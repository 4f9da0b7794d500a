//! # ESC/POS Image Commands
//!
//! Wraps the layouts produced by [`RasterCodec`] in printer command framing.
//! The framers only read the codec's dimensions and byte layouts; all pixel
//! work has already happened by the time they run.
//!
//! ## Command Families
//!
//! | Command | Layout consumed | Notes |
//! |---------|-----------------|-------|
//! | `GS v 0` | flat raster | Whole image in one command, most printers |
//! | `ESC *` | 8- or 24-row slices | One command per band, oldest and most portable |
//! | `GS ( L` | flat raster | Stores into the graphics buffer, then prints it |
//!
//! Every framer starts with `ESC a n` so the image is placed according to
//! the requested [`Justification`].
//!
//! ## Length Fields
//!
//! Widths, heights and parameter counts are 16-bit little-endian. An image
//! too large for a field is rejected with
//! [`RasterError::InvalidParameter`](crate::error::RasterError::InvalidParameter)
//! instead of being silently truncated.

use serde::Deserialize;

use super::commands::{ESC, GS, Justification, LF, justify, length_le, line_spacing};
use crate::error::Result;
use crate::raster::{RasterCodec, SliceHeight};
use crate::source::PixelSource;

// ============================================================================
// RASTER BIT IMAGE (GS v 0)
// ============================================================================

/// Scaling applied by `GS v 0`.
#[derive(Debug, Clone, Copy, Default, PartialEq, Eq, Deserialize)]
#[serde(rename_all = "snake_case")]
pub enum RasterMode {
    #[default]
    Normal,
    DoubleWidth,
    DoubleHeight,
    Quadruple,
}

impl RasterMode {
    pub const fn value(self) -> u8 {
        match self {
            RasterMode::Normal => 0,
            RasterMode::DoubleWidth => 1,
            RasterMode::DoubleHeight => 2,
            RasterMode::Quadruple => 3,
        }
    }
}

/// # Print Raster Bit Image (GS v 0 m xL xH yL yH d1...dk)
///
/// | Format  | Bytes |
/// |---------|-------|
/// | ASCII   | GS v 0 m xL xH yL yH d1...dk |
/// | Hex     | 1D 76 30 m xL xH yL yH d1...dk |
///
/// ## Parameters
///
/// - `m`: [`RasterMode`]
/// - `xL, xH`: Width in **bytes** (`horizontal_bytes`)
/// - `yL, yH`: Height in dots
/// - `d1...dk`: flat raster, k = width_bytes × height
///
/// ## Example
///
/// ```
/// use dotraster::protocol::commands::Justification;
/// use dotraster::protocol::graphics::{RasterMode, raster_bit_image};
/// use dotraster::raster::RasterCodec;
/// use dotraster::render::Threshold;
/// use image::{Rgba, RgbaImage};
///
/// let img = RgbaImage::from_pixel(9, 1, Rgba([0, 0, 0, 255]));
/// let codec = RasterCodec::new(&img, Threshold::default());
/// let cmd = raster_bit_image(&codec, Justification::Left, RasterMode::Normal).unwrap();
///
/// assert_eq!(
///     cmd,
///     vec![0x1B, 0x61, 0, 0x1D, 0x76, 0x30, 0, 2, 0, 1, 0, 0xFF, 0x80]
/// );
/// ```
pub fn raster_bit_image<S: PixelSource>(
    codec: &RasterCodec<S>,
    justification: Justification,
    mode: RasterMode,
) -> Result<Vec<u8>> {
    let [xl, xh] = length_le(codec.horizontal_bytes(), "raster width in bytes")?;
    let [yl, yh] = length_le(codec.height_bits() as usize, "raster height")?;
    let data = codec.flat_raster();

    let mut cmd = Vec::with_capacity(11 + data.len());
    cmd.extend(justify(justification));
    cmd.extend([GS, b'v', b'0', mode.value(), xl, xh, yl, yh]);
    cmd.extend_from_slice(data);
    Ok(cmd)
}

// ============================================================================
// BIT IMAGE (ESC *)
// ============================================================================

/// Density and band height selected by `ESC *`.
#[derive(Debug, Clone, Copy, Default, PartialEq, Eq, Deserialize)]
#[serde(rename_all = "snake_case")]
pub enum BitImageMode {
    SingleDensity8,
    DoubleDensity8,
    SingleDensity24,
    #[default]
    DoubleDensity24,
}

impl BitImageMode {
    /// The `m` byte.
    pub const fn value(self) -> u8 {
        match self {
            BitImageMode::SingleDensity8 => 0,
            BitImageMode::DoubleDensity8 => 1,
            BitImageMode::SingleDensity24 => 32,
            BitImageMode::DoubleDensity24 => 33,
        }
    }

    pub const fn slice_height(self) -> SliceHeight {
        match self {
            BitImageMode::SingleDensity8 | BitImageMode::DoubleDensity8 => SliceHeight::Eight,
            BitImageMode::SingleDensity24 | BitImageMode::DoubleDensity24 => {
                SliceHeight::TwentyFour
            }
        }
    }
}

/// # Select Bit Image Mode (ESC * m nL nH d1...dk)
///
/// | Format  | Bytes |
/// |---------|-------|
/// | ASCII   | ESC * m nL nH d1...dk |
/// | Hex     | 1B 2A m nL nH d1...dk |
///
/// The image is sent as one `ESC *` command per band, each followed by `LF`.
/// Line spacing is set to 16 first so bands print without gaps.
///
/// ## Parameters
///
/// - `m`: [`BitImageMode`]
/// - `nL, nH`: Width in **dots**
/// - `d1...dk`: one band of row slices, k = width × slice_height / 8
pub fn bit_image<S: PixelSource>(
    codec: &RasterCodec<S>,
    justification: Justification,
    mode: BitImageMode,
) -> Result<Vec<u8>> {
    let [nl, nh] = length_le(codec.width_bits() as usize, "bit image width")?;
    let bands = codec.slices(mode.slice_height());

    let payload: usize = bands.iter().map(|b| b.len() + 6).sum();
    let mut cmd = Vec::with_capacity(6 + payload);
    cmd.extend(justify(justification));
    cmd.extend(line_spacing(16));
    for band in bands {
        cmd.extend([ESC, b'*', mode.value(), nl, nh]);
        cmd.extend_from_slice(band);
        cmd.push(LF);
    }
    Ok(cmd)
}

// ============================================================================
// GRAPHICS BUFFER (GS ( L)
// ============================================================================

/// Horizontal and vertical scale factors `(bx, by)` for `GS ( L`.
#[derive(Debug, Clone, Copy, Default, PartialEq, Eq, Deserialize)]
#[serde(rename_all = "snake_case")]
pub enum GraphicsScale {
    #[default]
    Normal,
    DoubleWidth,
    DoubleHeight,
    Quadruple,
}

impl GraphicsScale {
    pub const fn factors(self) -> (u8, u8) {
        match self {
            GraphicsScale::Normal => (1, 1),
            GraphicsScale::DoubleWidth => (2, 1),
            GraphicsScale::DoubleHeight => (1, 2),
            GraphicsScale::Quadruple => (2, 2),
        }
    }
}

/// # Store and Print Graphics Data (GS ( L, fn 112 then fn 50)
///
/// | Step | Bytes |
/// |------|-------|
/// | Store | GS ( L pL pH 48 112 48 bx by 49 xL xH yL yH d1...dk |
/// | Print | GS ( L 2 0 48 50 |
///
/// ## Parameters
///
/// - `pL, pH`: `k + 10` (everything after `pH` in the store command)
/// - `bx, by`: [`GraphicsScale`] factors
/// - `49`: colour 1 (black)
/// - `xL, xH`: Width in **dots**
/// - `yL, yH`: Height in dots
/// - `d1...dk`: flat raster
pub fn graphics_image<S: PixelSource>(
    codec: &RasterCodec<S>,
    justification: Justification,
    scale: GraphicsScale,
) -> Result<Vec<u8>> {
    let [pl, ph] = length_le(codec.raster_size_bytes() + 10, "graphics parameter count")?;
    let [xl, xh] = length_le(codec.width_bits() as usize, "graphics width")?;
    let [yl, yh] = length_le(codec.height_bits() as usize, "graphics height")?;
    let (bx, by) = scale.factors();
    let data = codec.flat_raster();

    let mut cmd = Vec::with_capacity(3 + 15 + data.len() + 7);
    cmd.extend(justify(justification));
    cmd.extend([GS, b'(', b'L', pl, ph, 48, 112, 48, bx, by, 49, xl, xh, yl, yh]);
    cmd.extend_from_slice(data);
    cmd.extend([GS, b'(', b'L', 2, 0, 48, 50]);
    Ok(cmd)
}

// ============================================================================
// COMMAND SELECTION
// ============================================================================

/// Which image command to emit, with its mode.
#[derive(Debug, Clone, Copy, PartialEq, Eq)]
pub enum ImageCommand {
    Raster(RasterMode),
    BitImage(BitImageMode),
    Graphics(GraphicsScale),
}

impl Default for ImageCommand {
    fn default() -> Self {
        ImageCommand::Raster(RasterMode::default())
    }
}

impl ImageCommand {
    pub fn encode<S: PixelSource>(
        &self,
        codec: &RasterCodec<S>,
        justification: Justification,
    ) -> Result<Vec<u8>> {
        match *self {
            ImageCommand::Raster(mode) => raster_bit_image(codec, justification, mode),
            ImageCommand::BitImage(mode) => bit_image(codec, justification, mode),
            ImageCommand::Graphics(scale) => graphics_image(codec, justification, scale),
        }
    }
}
*-*-*
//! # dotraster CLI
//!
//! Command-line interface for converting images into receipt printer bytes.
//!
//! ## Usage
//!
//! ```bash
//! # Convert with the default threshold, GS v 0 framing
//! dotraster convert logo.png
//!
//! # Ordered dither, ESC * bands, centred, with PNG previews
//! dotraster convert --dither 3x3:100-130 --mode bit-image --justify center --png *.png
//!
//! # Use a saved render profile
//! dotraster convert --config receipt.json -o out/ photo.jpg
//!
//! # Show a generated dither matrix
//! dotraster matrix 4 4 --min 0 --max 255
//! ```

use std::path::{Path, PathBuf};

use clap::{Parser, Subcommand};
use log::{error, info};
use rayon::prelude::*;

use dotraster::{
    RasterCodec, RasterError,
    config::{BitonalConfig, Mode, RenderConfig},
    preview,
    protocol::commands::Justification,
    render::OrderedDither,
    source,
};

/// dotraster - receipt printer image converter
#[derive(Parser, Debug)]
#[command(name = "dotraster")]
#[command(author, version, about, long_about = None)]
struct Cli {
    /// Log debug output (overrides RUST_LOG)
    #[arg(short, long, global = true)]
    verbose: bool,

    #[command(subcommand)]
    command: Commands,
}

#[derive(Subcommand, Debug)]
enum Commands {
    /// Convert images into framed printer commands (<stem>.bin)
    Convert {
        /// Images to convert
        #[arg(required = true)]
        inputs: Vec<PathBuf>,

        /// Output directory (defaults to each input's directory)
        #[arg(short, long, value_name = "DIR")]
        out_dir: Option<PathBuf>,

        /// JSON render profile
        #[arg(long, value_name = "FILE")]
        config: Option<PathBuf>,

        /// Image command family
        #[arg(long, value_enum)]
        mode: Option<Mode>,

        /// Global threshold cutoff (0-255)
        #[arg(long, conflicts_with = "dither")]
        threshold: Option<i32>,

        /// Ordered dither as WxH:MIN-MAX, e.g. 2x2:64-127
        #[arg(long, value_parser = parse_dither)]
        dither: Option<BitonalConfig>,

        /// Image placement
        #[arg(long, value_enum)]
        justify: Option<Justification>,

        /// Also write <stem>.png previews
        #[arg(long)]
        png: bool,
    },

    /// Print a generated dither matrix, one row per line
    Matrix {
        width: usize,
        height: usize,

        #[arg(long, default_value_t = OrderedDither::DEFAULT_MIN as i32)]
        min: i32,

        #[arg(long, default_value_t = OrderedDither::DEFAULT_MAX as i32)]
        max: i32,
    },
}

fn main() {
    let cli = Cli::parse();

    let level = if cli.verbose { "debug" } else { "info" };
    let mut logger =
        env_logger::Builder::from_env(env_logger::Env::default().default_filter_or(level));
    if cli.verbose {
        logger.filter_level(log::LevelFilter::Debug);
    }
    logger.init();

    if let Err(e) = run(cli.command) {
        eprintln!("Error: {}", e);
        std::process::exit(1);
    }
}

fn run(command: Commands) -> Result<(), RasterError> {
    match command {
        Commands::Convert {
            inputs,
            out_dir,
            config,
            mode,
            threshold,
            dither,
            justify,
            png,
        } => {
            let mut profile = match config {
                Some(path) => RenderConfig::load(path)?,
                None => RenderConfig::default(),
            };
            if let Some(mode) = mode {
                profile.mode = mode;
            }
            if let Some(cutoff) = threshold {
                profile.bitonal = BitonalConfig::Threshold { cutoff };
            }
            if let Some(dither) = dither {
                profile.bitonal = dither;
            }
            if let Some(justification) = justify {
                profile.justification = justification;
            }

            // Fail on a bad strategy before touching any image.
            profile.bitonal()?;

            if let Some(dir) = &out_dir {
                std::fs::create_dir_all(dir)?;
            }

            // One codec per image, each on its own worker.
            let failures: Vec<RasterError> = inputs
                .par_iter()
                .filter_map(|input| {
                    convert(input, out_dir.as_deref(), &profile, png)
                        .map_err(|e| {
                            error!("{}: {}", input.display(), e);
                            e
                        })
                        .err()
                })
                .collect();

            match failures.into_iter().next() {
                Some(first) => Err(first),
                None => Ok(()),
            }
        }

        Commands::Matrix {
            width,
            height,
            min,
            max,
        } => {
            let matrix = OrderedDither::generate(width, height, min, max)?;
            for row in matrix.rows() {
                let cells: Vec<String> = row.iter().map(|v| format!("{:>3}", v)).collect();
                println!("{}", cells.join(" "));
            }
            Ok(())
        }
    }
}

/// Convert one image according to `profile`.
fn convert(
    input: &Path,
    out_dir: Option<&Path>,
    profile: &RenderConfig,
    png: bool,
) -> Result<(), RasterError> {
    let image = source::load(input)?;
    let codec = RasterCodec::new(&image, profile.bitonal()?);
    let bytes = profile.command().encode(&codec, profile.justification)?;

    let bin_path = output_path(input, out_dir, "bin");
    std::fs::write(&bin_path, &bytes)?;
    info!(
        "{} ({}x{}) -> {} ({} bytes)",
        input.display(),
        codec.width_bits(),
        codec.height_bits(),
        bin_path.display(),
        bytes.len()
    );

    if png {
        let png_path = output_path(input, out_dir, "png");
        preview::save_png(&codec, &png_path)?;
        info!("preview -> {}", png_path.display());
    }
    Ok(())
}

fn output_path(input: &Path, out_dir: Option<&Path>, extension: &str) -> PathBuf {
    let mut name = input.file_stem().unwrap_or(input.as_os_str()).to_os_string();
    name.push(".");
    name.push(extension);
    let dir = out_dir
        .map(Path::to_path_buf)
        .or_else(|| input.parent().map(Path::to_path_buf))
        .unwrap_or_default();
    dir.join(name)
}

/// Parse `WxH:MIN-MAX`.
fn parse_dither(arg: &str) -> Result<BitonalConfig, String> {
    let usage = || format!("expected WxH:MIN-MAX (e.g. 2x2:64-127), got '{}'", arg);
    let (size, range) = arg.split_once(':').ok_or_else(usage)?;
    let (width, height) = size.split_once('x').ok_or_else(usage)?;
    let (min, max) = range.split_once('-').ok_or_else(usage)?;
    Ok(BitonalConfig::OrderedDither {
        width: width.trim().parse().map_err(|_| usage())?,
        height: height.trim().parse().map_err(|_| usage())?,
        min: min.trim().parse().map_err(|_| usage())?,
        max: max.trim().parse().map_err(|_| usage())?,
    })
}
*-*-*
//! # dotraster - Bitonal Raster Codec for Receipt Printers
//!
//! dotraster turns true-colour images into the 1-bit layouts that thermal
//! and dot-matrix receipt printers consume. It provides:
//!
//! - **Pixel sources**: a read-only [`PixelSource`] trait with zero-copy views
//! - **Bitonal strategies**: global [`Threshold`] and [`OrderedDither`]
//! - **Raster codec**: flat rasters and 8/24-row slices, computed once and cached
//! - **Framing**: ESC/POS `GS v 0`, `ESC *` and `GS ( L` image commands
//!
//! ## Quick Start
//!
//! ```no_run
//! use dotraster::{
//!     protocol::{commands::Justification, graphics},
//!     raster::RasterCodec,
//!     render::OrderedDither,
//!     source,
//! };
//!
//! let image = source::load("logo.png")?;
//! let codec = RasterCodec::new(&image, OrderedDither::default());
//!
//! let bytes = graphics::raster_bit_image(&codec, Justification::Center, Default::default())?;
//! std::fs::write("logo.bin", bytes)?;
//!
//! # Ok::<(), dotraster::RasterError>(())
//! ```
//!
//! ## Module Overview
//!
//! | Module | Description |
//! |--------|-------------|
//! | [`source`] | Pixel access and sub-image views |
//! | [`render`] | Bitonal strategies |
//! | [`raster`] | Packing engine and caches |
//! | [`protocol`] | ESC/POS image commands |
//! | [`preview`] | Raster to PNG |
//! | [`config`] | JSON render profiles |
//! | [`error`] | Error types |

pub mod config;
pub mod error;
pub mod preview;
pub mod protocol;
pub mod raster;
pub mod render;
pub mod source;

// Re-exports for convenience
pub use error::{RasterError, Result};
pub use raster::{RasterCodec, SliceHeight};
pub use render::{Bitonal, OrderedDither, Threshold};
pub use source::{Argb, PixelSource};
*-*-*
PROBLEM DESCRIPTION: Produce only the lines from the line containing "repository 4f9da0b7794d500a" through the line containing "consumed | Notes |", inclusive of both, exactly as they stand in the entries above.

OUTPUT OF THE EXERCISE:
repository 4f9da0b7794d500a
//! # ESC/POS Image Commands
//!
//! Wraps the layouts produced by [`RasterCodec`] in printer command framing.
//! The framers only read the codec's dimensions and byte layouts; all pixel
//! work has already happened by the time they run.
//!
//! ## Command Families
//!
//! | Command | Layout consumed | Notes |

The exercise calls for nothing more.